Segment Start: Provided records

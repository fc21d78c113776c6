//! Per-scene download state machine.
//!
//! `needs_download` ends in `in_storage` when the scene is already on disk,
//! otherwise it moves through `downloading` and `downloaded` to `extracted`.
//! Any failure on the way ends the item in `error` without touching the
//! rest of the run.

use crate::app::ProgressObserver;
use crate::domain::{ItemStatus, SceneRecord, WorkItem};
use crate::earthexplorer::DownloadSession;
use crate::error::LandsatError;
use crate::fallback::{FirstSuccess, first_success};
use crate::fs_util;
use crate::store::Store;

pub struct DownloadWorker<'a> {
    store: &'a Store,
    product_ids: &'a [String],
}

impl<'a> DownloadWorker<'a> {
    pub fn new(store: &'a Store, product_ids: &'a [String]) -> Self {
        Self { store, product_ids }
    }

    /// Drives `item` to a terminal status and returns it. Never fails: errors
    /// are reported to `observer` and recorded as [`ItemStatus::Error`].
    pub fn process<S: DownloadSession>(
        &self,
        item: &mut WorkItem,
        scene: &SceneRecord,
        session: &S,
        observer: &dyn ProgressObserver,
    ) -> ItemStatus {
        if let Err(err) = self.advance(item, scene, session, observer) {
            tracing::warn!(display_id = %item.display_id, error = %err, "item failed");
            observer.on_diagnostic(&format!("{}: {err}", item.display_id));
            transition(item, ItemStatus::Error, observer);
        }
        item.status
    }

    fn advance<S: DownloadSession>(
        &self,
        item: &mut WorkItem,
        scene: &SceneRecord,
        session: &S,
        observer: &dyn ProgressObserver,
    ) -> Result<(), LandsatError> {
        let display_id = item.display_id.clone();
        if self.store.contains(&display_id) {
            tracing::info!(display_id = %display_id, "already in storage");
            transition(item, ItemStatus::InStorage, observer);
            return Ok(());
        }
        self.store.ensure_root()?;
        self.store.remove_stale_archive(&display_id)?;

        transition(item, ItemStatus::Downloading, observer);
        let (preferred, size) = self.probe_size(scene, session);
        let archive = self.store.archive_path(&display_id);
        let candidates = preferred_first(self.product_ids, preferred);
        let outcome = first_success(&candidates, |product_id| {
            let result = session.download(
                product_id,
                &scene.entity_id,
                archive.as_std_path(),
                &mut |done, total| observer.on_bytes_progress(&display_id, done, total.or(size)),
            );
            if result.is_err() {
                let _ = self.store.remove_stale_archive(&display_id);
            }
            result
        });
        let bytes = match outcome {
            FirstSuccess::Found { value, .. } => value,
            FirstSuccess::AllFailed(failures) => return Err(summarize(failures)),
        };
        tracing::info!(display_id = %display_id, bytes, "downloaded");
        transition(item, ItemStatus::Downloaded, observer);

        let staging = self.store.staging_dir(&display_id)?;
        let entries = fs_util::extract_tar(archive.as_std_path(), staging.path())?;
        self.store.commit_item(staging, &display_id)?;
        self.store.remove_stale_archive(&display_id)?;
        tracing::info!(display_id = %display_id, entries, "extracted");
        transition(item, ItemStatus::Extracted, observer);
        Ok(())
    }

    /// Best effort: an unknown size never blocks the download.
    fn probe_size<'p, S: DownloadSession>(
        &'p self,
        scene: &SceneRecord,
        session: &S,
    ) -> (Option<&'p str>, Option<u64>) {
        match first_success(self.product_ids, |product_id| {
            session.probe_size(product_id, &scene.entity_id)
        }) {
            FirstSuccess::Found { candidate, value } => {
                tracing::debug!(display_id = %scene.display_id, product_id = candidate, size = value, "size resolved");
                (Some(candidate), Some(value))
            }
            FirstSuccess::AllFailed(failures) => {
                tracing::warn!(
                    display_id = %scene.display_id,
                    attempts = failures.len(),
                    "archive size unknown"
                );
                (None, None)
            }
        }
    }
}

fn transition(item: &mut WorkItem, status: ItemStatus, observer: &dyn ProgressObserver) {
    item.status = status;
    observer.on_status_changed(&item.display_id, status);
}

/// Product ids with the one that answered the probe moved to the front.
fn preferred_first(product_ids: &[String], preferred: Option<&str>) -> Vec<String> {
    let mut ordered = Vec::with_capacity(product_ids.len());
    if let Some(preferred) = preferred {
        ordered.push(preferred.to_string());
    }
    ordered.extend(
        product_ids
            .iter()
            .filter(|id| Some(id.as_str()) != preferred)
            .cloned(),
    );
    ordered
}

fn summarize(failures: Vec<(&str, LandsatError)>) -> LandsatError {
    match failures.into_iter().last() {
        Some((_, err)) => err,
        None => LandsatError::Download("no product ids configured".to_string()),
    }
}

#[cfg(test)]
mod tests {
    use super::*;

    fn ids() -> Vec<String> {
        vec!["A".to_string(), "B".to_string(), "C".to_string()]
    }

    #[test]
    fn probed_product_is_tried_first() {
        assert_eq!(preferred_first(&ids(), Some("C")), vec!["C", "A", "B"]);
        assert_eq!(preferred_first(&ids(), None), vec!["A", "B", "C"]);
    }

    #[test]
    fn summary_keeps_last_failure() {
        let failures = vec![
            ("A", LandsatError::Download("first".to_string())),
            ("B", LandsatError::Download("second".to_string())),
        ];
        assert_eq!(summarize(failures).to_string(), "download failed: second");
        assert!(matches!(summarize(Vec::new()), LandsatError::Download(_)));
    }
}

Segment End: Provided records

The word "staging" appears in some lines of the records. Please work out how many and reply with that number only.

• [Solution for this exercise] 3